#031 「ああ、まずいな」

 更に更に翌日。今日もコルディア教会からの連絡は――きた。

 ミューゼンが鹵獲した銃器の整備をするのを監督しながら実弾銃用の弾薬を作る作業をしていると、外部からの通信が入ってきたという通知が来たのだ。このタイミングなら十中八九コルディア教会からの通信であろう。手隙であれば通信機前に集まるようにとエリーカとライラに通信を入れつつ、鹵獲銃器を整備しているミューゼンにも通信機前に来るように言い置いてから作業場を出て通信機と接続する。


『こちらはグレン農場のグレンだ』

『ああ、グレンさん。良かった、繋がって。お久しぶりです、ヘレナです』


 通信機の向こうから聞こえてきたのはヘレナの声であった。心底安心したような声が聞こえてきたが、そこまで心配していたのだろうか? まぁ、そうなのだろう。


『ああ、久しぶりだ。コルディア教会の拠点には辿り着けたようだが、全員無事か?』


 通信機へと向かって歩きながら軽く挨拶を交わし、ついでにヘレナ達の無事を確認しておくことにする。ミューゼンがこの農場に一人で来るだけでもプレデターズに襲撃されたのだ。あちらも何か危険な目に遭っていてもおかしくはない。

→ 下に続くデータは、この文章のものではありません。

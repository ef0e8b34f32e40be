use foundation::math::Vec3;
use gpu::RenderBackend;
use scene::{PickOptions, Ray};
use tracing::debug;

use super::{GlobeEngine, emit};
use crate::animation::{Axis, Prop};
use crate::input::{DragSession, Key, PointerEvent, WheelEvent};

impl<B: RenderBackend> GlobeEngine<B> {
    /// Instance slot under the pointer, nearest first.
    fn pick_at(&mut self, x: f64, y: f64) -> Option<usize> {
        let (ndc_x, ndc_y) = self.viewport.to_ndc(x, y)?;
        let world: Ray = self.camera.ray_from_ndc(ndc_x, ndc_y)?;
        let local = world.transformed(&self.rotation.inverse_matrix());
        let opts = PickOptions {
            marker_radius: self.marker_style.radius,
            ..PickOptions::default()
        };
        self.picker
            .pick(&self.instances, local, opts)
            .map(|hit| hit.slot)
    }

    pub fn handle_pointer_move(&mut self, e: PointerEvent) {
        match self.pick_at(e.x, e.y) {
            Some(slot) if self.hover != Some(slot) => {
                let previous = self.hover.replace(slot);
                if let Some(prev) = previous {
                    self.refresh_color(prev);
                }
                self.refresh_color(slot);
                let id = self.incidents.get(slot).map(|i| i.id.clone());
                self.highlight_connections_for(id.as_deref());
                emit(&mut self.on_hover, self.incidents.get(slot));
            }
            Some(_) => {}
            None => {
                let Some(prev) = self.hover.take() else {
                    return;
                };
                self.refresh_color(prev);
                // Fall back to the selection's ribbons, if any.
                let id = self
                    .selected
                    .and_then(|s| self.incidents.get(s))
                    .map(|i| i.id.clone());
                self.highlight_connections_for(id.as_deref());
                emit(&mut self.on_hover, None);
            }
        }
    }

    /// Selects the incident under the pointer, or clears the selection on a
    /// miss. Ignored right after a drag that travelled past the threshold.
    pub fn handle_pointer_click(&mut self, e: PointerEvent) {
        if self.drag_delta.abs() > self.config.interaction.drag_threshold_px {
            debug!(drag_delta = self.drag_delta, "click suppressed after drag");
            return;
        }
        match self.pick_at(e.x, e.y) {
            Some(slot) => {
                let previous = self.selected.replace(slot);
                if let Some(prev) = previous {
                    self.refresh_color(prev);
                }
                self.refresh_color(slot);
                let Some(incident) = self.incidents.get(slot) else {
                    return;
                };
                let (id, lat, lng) = (incident.id.clone(), incident.lat, incident.lng);
                self.highlight_connections_for(Some(&id));
                self.focus_on(lat, lng, self.config.choreography.select);
                emit(&mut self.on_select, self.incidents.get(slot));
            }
            None => {
                let previous = self.selected.take();
                if let Some(prev) = previous {
                    self.refresh_color(prev);
                }
                self.highlight_connections_for(None);
                emit(&mut self.on_select, None);
            }
        }
    }

    /// Begins an orbit/pan drag session.
    pub fn start_orbit(&mut self, down: PointerEvent) {
        self.drag = Some(DragSession::begin(down));
        self.drag_delta = 0.0;
    }

    /// Pointer motion while a drag session is active; ignored otherwise.
    pub fn drag_to(&mut self, e: PointerEvent) {
        let Some(session) = self.drag.as_mut() else {
            return;
        };
        let step = session.step(e);
        self.drag_delta += step.travel();

        let ix = &self.config.interaction;
        if step.pan {
            self.camera.translate(Vec3::new(
                -step.dx * ix.pan_units_per_px,
                step.dy * ix.pan_units_per_px,
                0.0,
            ));
        } else {
            self.rotation.y += step.dx * ix.orbit_rad_per_px;
            self.rotation.x = (self.rotation.x + step.dy * ix.orbit_rad_per_px)
                .clamp(-ix.max_pitch_rad, ix.max_pitch_rad);
        }
    }

    /// Ends the drag session. `drag_delta` is kept for the click that follows.
    pub fn end_orbit(&mut self) {
        self.drag = None;
    }

    pub fn is_dragging(&self) -> bool {
        self.drag.is_some()
    }

    /// Animated dolly toward (negative delta) or away from the target.
    pub fn handle_wheel(&mut self, e: WheelEvent) {
        if !e.delta_y.is_finite() || e.delta_y == 0.0 {
            return;
        }
        let ix = &self.config.interaction;
        let step = e.delta_y.signum() * ix.wheel_step;
        let (duration_s, ease) = (ix.wheel_duration_s, ix.wheel_ease);
        let to = self
            .camera
            .dolly_position(step, ix.min_distance, ix.max_distance);
        for axis in Axis::ALL {
            self.animate(Prop::CameraPosition(axis), axis.get(to), duration_s, ease);
        }
    }

    /// Escape clears an active selection.
    pub fn handle_key_up(&mut self, key: Key) {
        if key != Key::Escape {
            return;
        }
        let Some(prev) = self.selected.take() else {
            return;
        };
        self.refresh_color(prev);
        emit(&mut self.on_select, None);
        self.highlight_connections_for(None);
    }
}
//! Plain-old-data layouts shared with the WGSL shaders.
//!
//! Every struct is `#[repr(C)]` and padded to 16-byte rows so it can be
//! copied into uniform or vertex buffers byte-for-byte.

use bytemuck::{Pod, Zeroable};

/// Position + normal for static meshes (globe, atmosphere, marker sphere).
#[repr(C)]
#[derive(Debug, Copy, Clone, PartialEq, Pod, Zeroable)]
pub struct MeshVertexRaw {
    pub position: [f32; 3],
    pub normal: [f32; 3],
}

/// Per-instance marker data: model matrix columns and linear RGBA color.
#[repr(C)]
#[derive(Debug, Copy, Clone, PartialEq, Pod, Zeroable)]
pub struct InstanceRaw {
    pub model: [[f32; 4]; 4],
    pub color: [f32; 4],
}

/// Tube vertex. `progress` runs 0..1 along the ribbon.
#[repr(C)]
#[derive(Debug, Copy, Clone, PartialEq, Pod, Zeroable)]
pub struct ArcVertexRaw {
    pub position: [f32; 3],
    pub progress: f32,
    pub normal: [f32; 3],
    pub dash_phase: f32,
}

#[repr(C)]
#[derive(Debug, Copy, Clone, PartialEq, Pod, Zeroable)]
pub struct ArcColorRaw {
    pub color: [f32; 4],
}

/// Per-frame scene uniforms.
///
/// The `w` lane of several rows carries a scalar to keep the layout flat.
#[repr(C)]
#[derive(Debug, Copy, Clone, PartialEq, Pod, Zeroable)]
pub struct GlobalsRaw {
    pub view_proj: [[f32; 4]; 4],
    /// Whole-scene rotation applied to globe, markers and ribbons.
    pub scene: [[f32; 4]; 4],
    /// xyz camera position, w elapsed seconds.
    pub camera_time: [f32; 4],
    /// rgb fog color, w density.
    pub fog: [f32; 4],
    /// rgb globe base color, w surface detail.
    pub globe: [f32; 4],
    /// rgb fresnel rim color, w seconds since ribbons were built.
    pub fresnel_arc_time: [f32; 4],
    /// rgb glow color, w shell scale.
    pub atmosphere: [f32; 4],
    /// rgb ambient color, w intensity.
    pub ambient: [f32; 4],
    /// rgb key light color, w intensity.
    pub key_light: [f32; 4],
    /// xyz key light direction, w unused.
    pub key_dir: [f32; 4],
}

/// Post-processing uniforms.
#[repr(C)]
#[derive(Debug, Copy, Clone, PartialEq, Pod, Zeroable)]
pub struct PostRaw {
    /// x intensity, y luminance threshold.
    pub bloom: [f32; 4],
    /// x darkness, y offset, z FXAA on (1) / off (0).
    pub vignette_fxaa: [f32; 4],
    /// xy chromatic offset, zw texel size.
    pub chroma_texel: [f32; 4],
}

#[cfg(test)]
mod tests {
    use super::{ArcColorRaw, ArcVertexRaw, GlobalsRaw, InstanceRaw, MeshVertexRaw, PostRaw};
    use std::mem::size_of;

    #[test]
    fn layouts_match_shader_strides() {
        assert_eq!(size_of::<MeshVertexRaw>(), 24);
        assert_eq!(size_of::<InstanceRaw>(), 80);
        assert_eq!(size_of::<ArcVertexRaw>(), 32);
        assert_eq!(size_of::<ArcColorRaw>(), 16);
        assert_eq!(size_of::<GlobalsRaw>(), 64 * 2 + 16 * 8);
        assert_eq!(size_of::<PostRaw>(), 48);
    }

    #[test]
    fn casts_to_bytes() {
        let inst = InstanceRaw {
            model: [[1.0, 0.0, 0.0, 0.0]; 4],
            color: [1.0, 0.5, 0.25, 1.0],
        };
        let bytes: &[u8] = bytemuck::bytes_of(&inst);
        assert_eq!(bytes.len(), 80);
    }
}
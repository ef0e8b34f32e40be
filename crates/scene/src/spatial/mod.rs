pub mod bvh;

pub use bvh::{Bvh, Item};
use foundation::math::Vec3;
use layers::symbology::{self, Color};

pub const GLOBE_RADIUS: f64 = 1.0;
pub const ATMOSPHERE_RADIUS: f64 = 1.02;
/// Extra shell scale applied in the atmosphere vertex stage.
pub const ATMOSPHERE_SCALE: f64 = 1.06;

/// Surface detail at rest; the entrance animation ramps up to it.
pub const GLOBE_DETAIL: f64 = 2.5;

/// Static look of the scene: clear color, fog and lights.
#[derive(Debug, Copy, Clone, PartialEq)]
pub struct SceneDressing {
    pub clear_color: Color,
    pub fog_color: Color,
    /// Exponential-squared fog density.
    pub fog_density: f64,
    pub globe_base: Color,
    pub fresnel: Color,
    pub atmosphere: Color,
    pub ambient: Color,
    pub ambient_intensity: f64,
    pub key_light: Color,
    pub key_intensity: f64,
    pub key_position: Vec3,
}

impl Default for SceneDressing {
    fn default() -> Self {
        Self {
            clear_color: symbology::GLOBE_BASE,
            fog_color: symbology::FOG,
            fog_density: 3.5,
            globe_base: symbology::GLOBE_BASE,
            fresnel: symbology::ATMOSPHERE,
            atmosphere: symbology::ATMOSPHERE,
            ambient: symbology::AMBIENT_LIGHT,
            ambient_intensity: 1.4,
            key_light: symbology::KEY_LIGHT,
            key_intensity: 1.1,
            key_position: Vec3::new(5.0, 3.0, 5.0),
        }
    }
}

impl SceneDressing {
    pub fn key_direction(&self) -> Vec3 {
        self.key_position.normalize_or_zero()
    }
}
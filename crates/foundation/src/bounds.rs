use crate::math::Vec3;

/// Axis-aligned bounding box in 3D.
#[derive(Copy, Clone, Debug, PartialEq)]
pub struct Aabb3 {
    pub min: [f64; 3],
    pub max: [f64; 3],
}

impl Aabb3 {
    pub fn new(min: [f64; 3], max: [f64; 3]) -> Self {
        Aabb3 { min, max }
    }

    /// Tight box around a sphere.
    pub fn around_sphere(center: Vec3, radius: f64) -> Self {
        let r = radius.abs();
        Aabb3 {
            min: [center.x - r, center.y - r, center.z - r],
            max: [center.x + r, center.y + r, center.z + r],
        }
    }

    pub fn union(&self, other: &Self) -> Self {
        Aabb3::new(
            [
                self.min[0].min(other.min[0]),
                self.min[1].min(other.min[1]),
                self.min[2].min(other.min[2]),
            ],
            [
                self.max[0].max(other.max[0]),
                self.max[1].max(other.max[1]),
                self.max[2].max(other.max[2]),
            ],
        )
    }

    pub fn centroid_axis(&self, axis: usize) -> f64 {
        (self.min[axis] + self.max[axis]) * 0.5
    }

    pub fn extent_axis(&self, axis: usize) -> f64 {
        self.max[axis] - self.min[axis]
    }

    /// Distance along `dir` at which the ray enters the box, clipped to
    /// `[t_min, t_max]`; `None` when the clipped segment misses.
    pub fn ray_entry(&self, origin: Vec3, dir: Vec3, t_min: f64, t_max: f64) -> Option<f64> {
        let (o, d) = (origin.to_array(), dir.to_array());
        let (mut near, mut far) = (t_min, t_max);
        for axis in 0..3 {
            if d[axis].abs() < 1e-12 {
                if o[axis] < self.min[axis] || o[axis] > self.max[axis] {
                    return None;
                }
                continue;
            }
            let inv = d[axis].recip();
            let a = (self.min[axis] - o[axis]) * inv;
            let b = (self.max[axis] - o[axis]) * inv;
            near = near.max(a.min(b));
            far = far.min(a.max(b));
            if far < near {
                return None;
            }
        }
        Some(near)
    }
}
pub mod bounds;
pub mod math;
pub mod time;

// Foundation crate: small, well-tested primitives only.
pub use bounds::*;
pub use time::*;
use serde::{Deserialize, Serialize};

use crate::incident::Incident;

/// Offset between a source incident and the incident it links to.
pub const CONNECTION_STRIDE: usize = 3;

#[derive(Debug, Clone, PartialEq, Serialize, Deserialize)]
pub struct Connection {
    pub id: String,
    pub from: Incident,
    pub to: Incident,
    pub intensity: f64,
}

impl Connection {
    /// True when either endpoint is the incident `id`.
    pub fn touches(&self, id: &str) -> bool {
        self.from.id == id || self.to.id == id
    }
}

/// Links each incident to the one `CONNECTION_STRIDE` positions ahead
/// (wrapping), dropping self-pairs.
///
/// `intensity = (severity_from + severity_to) / 6`.
pub fn derive_connections(incidents: &[Incident]) -> Vec<Connection> {
    let n = incidents.len();
    incidents
        .iter()
        .enumerate()
        .filter_map(|(i, from)| {
            let to = &incidents[(i + CONNECTION_STRIDE) % n];
            if from.id == to.id {
                return None;
            }
            Some(Connection {
                id: format!("{}-{}", from.id, to.id),
                from: from.clone(),
                to: to.clone(),
                intensity: (f64::from(from.severity) + f64::from(to.severity)) / 6.0,
            })
        })
        .collect()
}

#[cfg(test)]
mod tests {
    use super::derive_connections;
    use crate::incident::Incident;
    use pretty_assertions::assert_eq;

    fn incidents(n: usize) -> Vec<Incident> {
        (0..n)
            .map(|i| {
                let id = char::from(b'a' + i as u8).to_string();
                Incident::new(id, i as f64, i as f64, (i % 5 + 1) as u8, "")
            })
            .collect()
    }

    fn pairs(list: &[Incident]) -> Vec<(String, String)> {
        derive_connections(list)
            .into_iter()
            .map(|c| (c.from.id, c.to.id))
            .collect()
    }

    #[test]
    fn four_incidents_form_a_stride_three_ring() {
        let got = pairs(&incidents(4));
        let want: Vec<(String, String)> = [("a", "d"), ("b", "a"), ("c", "b"), ("d", "c")]
            .into_iter()
            .map(|(f, t)| (f.to_string(), t.to_string()))
            .collect();
        assert_eq!(got, want);
    }

    #[test]
    fn intensity_averages_severity_over_six() {
        let list = vec![
            Incident::new("a", 0.0, 0.0, 2, ""),
            Incident::new("b", 0.0, 0.0, 5, ""),
            Incident::new("c", 0.0, 0.0, 1, ""),
            Incident::new("d", 0.0, 0.0, 3, ""),
        ];
        let conns = derive_connections(&list);
        assert_eq!(conns[0].id, "a-d");
        assert!((conns[0].intensity - 5.0 / 6.0).abs() < 1e-12);
        for c in &conns {
            assert!(c.intensity >= 1.0 / 3.0 && c.intensity <= 5.0 / 3.0);
        }
    }

    #[test]
    fn small_inputs_drop_self_pairs() {
        assert!(derive_connections(&[]).is_empty());
        assert!(derive_connections(&incidents(1)).is_empty());
        assert!(derive_connections(&incidents(3)).is_empty());
        assert_eq!(
            pairs(&incidents(2)),
            vec![
                ("a".to_string(), "b".to_string()),
                ("b".to_string(), "a".to_string())
            ]
        );
    }

    #[test]
    fn never_links_an_incident_to_itself() {
        for n in 0..12 {
            let conns = derive_connections(&incidents(n));
            assert!(conns.iter().all(|c| c.from.id != c.to.id));
            if n > 3 {
                assert_eq!(conns.len(), n);
            }
        }
    }

    #[test]
    fn touches_matches_either_endpoint() {
        let conns = derive_connections(&incidents(5));
        assert!(conns[0].touches("a"));
        assert!(conns[0].touches("d"));
        assert!(!conns[0].touches("b"));
    }
}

『ええ、こちらは特に問題もなく。ミューゼンはプレデターズに襲われたと聞きましたが』

『こっちに着く少し前に襲われたようでな。まぁ、無事だったし今はピンピンしてる』


 そうして話している間に後ろから小走りでミューゼンが追いついてきた。そして俺のすぐ隣に並び、触手を俺の腰辺りに巻き付けてくる。長さが足りなくて一周できてないが。俺の胴体、それも腰回りは特に太いからな。


『通信機に着いた。接続を変えるから少し待ってくれ』

『はい』


 通信機の前には既にエリーカとライラが待機していたので、通信機を操作してヘレナの通信をスピーカーに接続する。


「待たせたな。接続完了だ」

『いえ、お気になさらず。それで、ミューゼンの扱いについてなのですが』

「ああ、そうだな。コルディア教会としてはどうするつもりなんだ?」

『結論から言うと、こちらで対応を決めるまで預かって頂けると非常に助かります。そもそも私達探索隊の任務はエリーカの安否を確認することで、その後のことは帰還して報告後に私達よりも地位と権限の高い者達で決定する予定だったので……私達探索部隊にはミューゼンの人事決定権が無いんですよ』

「つまり、今のミューゼンは……?」

『ええと……探索部隊からの無許可脱走扱いですね』


 俺は思わず片手で額を押さえて空を仰いだ。これが傭兵なら問答無用で射殺されるような案件だ。流石にコルディア教会の規律はそこまで厳しくないとは思うが。


「ミューゼンにも言い分があるようだが」

『聞きましょう』


 聞く気になってくれたヘレナに若干安堵しつつ、ミューゼンが先日語ってくれた『建前』の部分について俺の口から説明しておく。ミューゼンは……説明している俺の横で「がんばれ」と無言でジェスチャーを送ってきているな。俺が説明するんじゃなくてこいつ自身に説明させればよかった。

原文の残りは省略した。